● Exercise prompt: Your job is to copy the lines from the material that include "logger".

● Supplied data:
'''

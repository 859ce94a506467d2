pub mod bitmap_font;
pub mod canvas;
pub mod engine;
pub mod font;
pub mod glyph;
pub mod layout;
pub mod renderer;

pub use crate::domain::model::{GlyphOutcome, Palette, Rect, RenderReport};
pub use crate::domain::ports::{ConfigProvider, Storage, WritePolicy};
pub use crate::utils::error::Result;
use anyhow::Context;
use clap::Parser;
use ext_icons::core::ConfigProvider;
use ext_icons::utils::logger;
use ext_icons::{CliConfig, IconEngine, IconError, LocalStorage, Settings};
use std::io::Write;

fn main() -> anyhow::Result<()> {
    let cli = CliConfig::parse();

    // 初始化日誌
    logger::init_cli_logger(cli.verbose);

    tracing::info!("Starting ext-icons");
    tracing::debug!("CLI config: {:?}", cli);

    let settings = match Settings::resolve(&cli) {
        Ok(settings) => settings,
        Err(e) => exit_with(&e),
    };
    tracing::debug!("Resolved settings: {:?}", settings);

    let storage = LocalStorage::new(settings.output_dir());
    let engine = IconEngine::from_config(storage, &settings);

    let stdout = std::io::stdout();
    let mut out = stdout.lock();

    if cli.dry_run {
        tracing::info!("Dry run, nothing will be written");
        for (size, path) in engine.plan() {
            writeln!(out, "Would create {} ({}x{})", path.display(), size, size)
                .context("writing to stdout")?;
        }
        return Ok(());
    }

    match engine.run(&mut out) {
        Ok(summary) => {
            for report in summary.created.iter().filter(|r| r.glyph.is_placeholder()) {
                tracing::debug!("{} uses the placeholder shape", report.path.display());
            }
            Ok(())
        }
        Err(e) => exit_with(&e),
    }
}

fn exit_with(e: &IconError) -> ! {
    tracing::error!(
        "ext-icons failed: {} (Category: {:?}, Severity: {:?})",
        e,
        e.category(),
        e.severity()
    );
    eprintln!("❌ {}", e.user_friendly_message());
    eprintln!("💡 {}", e.recovery_suggestion());

    // 依錯誤嚴重程度決定退出碼，低嚴重度的錯誤不會傳到這裡
    std::process::exit(e.exit_code().max(1));
}
pub mod cli;
pub mod toml_config;

use crate::core::engine::{DEFAULT_FILE_NAME, DEFAULT_SIZES};
use crate::core::font::DEFAULT_FONT_CANDIDATES;
use crate::core::renderer::DEFAULT_GLYPH;
use crate::core::ConfigProvider;
use crate::domain::model::Palette;
use crate::domain::ports::WritePolicy;
use crate::utils::error::Result;
use crate::utils::validation::{self, Validate};
use serde::{Deserialize, Serialize};
use std::path::{Path, PathBuf};
use toml_config::IconConfig;

#[cfg(feature = "cli")]
use clap::Parser;

#[cfg(feature = "cli")]
#[derive(Debug, Clone, Default, Serialize, Deserialize, Parser)]
#[command(name = "ext-icons")]
#[command(about = "Generate browser-extension icons (icon16.png ... icon128.png)")]
pub struct CliConfig {
    /// TOML configuration file
    #[arg(short, long)]
    pub config: Option<PathBuf>,

    /// Directory the icons are written to [default: .]
    #[arg(long)]
    pub output_dir: Option<String>,

    /// Icon edge lengths in pixels [default: 16,32,48,128]
    #[arg(long, value_delimiter = ',')]
    pub sizes: Option<Vec<u32>>,

    /// Character drawn in the middle of the icon [default: 词]
    #[arg(long)]
    pub glyph: Option<String>,

    /// Font file to try, in order; replaces the default candidates
    #[arg(long = "font")]
    pub fonts: Vec<String>,

    /// What to do when an icon file cannot be written
    #[arg(long, value_enum)]
    pub on_write_error: Option<WritePolicy>,

    /// Print the files that would be written and exit
    #[arg(long)]
    pub dry_run: bool,

    #[arg(short, long, help = "Enable verbose output")]
    pub verbose: bool,
}

/// Resolved configuration: command line over TOML over built-in defaults.
#[derive(Debug, Clone, Serialize, Deserialize)]
pub struct Settings {
    pub output_dir: PathBuf,
    pub file_name: String,
    pub sizes: Vec<u32>,
    pub glyph: char,
    pub fonts: Vec<String>,
    pub palette: Palette,
    pub on_write_error: WritePolicy,
}

impl Default for Settings {
    fn default() -> Self {
        Self {
            output_dir: PathBuf::from("."),
            file_name: DEFAULT_FILE_NAME.to_string(),
            sizes: DEFAULT_SIZES.to_vec(),
            glyph: DEFAULT_GLYPH,
            fonts: DEFAULT_FONT_CANDIDATES.iter().map(|s| s.to_string()).collect(),
            palette: Palette::default(),
            on_write_error: WritePolicy::default(),
        }
    }
}

impl Settings {
    pub fn apply_toml(mut self, config: &IconConfig) -> Result<Self> {
        config.validate()?;

        if let Some(dir) = &config.output.dir {
            self.output_dir = PathBuf::from(dir);
        }
        if let Some(file_name) = &config.output.file_name {
            self.file_name = file_name.clone();
        }
        if let Some(sizes) = &config.output.sizes {
            self.sizes = sizes.clone();
        }
        if let Some(policy) = config.output.on_write_error {
            self.on_write_error = policy;
        }
        if let Some(text) = &config.glyph.text {
            self.glyph = validation::validate_single_char("glyph.text", text)?;
        }
        if let Some(fonts) = &config.glyph.fonts {
            self.fonts = fonts.clone();
        }
        if let Some(palette) = config.palette {
            self.palette = palette;
        }
        Ok(self)
    }

    #[cfg(feature = "cli")]
    pub fn apply_cli(mut self, cli: &CliConfig) -> Result<Self> {
        if let Some(dir) = &cli.output_dir {
            self.output_dir = PathBuf::from(dir);
        }
        if let Some(sizes) = &cli.sizes {
            self.sizes = sizes.clone();
        }
        if let Some(glyph) = &cli.glyph {
            self.glyph = validation::validate_single_char("--glyph", glyph)?;
        }
        if !cli.fonts.is_empty() {
            self.fonts = cli.fonts.clone();
        }
        if let Some(policy) = cli.on_write_error {
            self.on_write_error = policy;
        }
        Ok(self)
    }

    /// Loads the TOML file named by `--config`, if any, then applies the
    /// command line on top.
    #[cfg(feature = "cli")]
    pub fn resolve(cli: &CliConfig) -> Result<Self> {
        let mut settings = Self::default();
        if let Some(path) = &cli.config {
            let file = IconConfig::from_file(path)?;
            settings = settings.apply_toml(&file)?;
        }
        let settings = settings.apply_cli(cli)?;
        settings.validate()?;
        Ok(settings)
    }
}

impl Validate for Settings {
    fn validate(&self) -> Result<()> {
        validation::validate_path("output_dir", &self.output_dir.to_string_lossy())?;
        validation::validate_file_name_template("file_name", &self.file_name)?;
        validation::validate_sizes("sizes", &self.sizes)?;
        for font in &self.fonts {
            validation::validate_path("fonts", font)?;
        }
        Ok(())
    }
}

impl ConfigProvider for Settings {
    fn output_dir(&self) -> &Path {
        &self.output_dir
    }

    fn file_name_template(&self) -> &str {
        &self.file_name
    }

    fn sizes(&self) -> &[u32] {
        &self.sizes
    }

    fn glyph(&self) -> char {
        self.glyph
    }

    fn font_candidates(&self) -> &[String] {
        &self.fonts
    }

    fn palette(&self) -> &Palette {
        &self.palette
    }

    fn write_policy(&self) -> WritePolicy {
        self.on_write_error
    }
}

#[cfg(test)]
mod tests {
    use super::*;

    #[test]
    fn test_defaults_match_extension_icon_set() {
        let settings = Settings::default();
        assert_eq!(settings.sizes, vec![16, 32, 48, 128]);
        assert_eq!(settings.file_name, "icon{size}.png");
        assert_eq!(settings.glyph, '词');
        assert_eq!(settings.fonts, vec!["arial.ttf", "simsun.ttc"]);
        assert_eq!(settings.on_write_error, WritePolicy::Fail);
        assert!(settings.validate().is_ok());
    }

    #[test]
    fn test_toml_overrides_defaults() {
        let file = IconConfig::from_toml_str(
            "[output]\nsizes = [64]\n[glyph]\ntext = \"W\"\nfonts = []\n",
        )
        .unwrap();
        let settings = Settings::default().apply_toml(&file).unwrap();

        assert_eq!(settings.sizes, vec![64]);
        assert_eq!(settings.glyph, 'W');
        assert!(settings.fonts.is_empty());
        assert_eq!(settings.file_name, "icon{size}.png");
    }

    #[cfg(feature = "cli")]
    #[test]
    fn test_cli_overrides_toml() {
        let file = IconConfig::from_toml_str("[output]\nsizes = [64]\ndir = \"from-toml\"\n").unwrap();
        let cli = CliConfig::parse_from([
            "ext-icons",
            "--sizes",
            "16,32",
            "--font",
            "a.ttf",
            "--font",
            "b.ttf",
            "--on-write-error",
            "skip",
        ]);

        let settings = Settings::default()
            .apply_toml(&file)
            .unwrap()
            .apply_cli(&cli)
            .unwrap();

        assert_eq!(settings.sizes, vec![16, 32]);
        assert_eq!(settings.output_dir, PathBuf::from("from-toml"));
        assert_eq!(settings.fonts, vec!["a.ttf", "b.ttf"]);
        assert_eq!(settings.on_write_error, WritePolicy::Skip);
    }

    #[cfg(feature = "cli")]
    #[test]
    fn test_resolve_rejects_bad_glyph() {
        let cli = CliConfig::parse_from(["ext-icons", "--glyph", "词典"]);
        assert!(Settings::resolve(&cli).is_err());
    }

    #[cfg(feature = "cli")]
    #[test]
    fn test_resolve_rejects_zero_size() {
        let cli = CliConfig::parse_from(["ext-icons", "--sizes", "0"]);
        assert!(Settings::resolve(&cli).is_err());
    }
}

'''

● Reply to the exercise:
use ext_icons::utils::logger;
    logger::init_cli_logger(cli.verbose);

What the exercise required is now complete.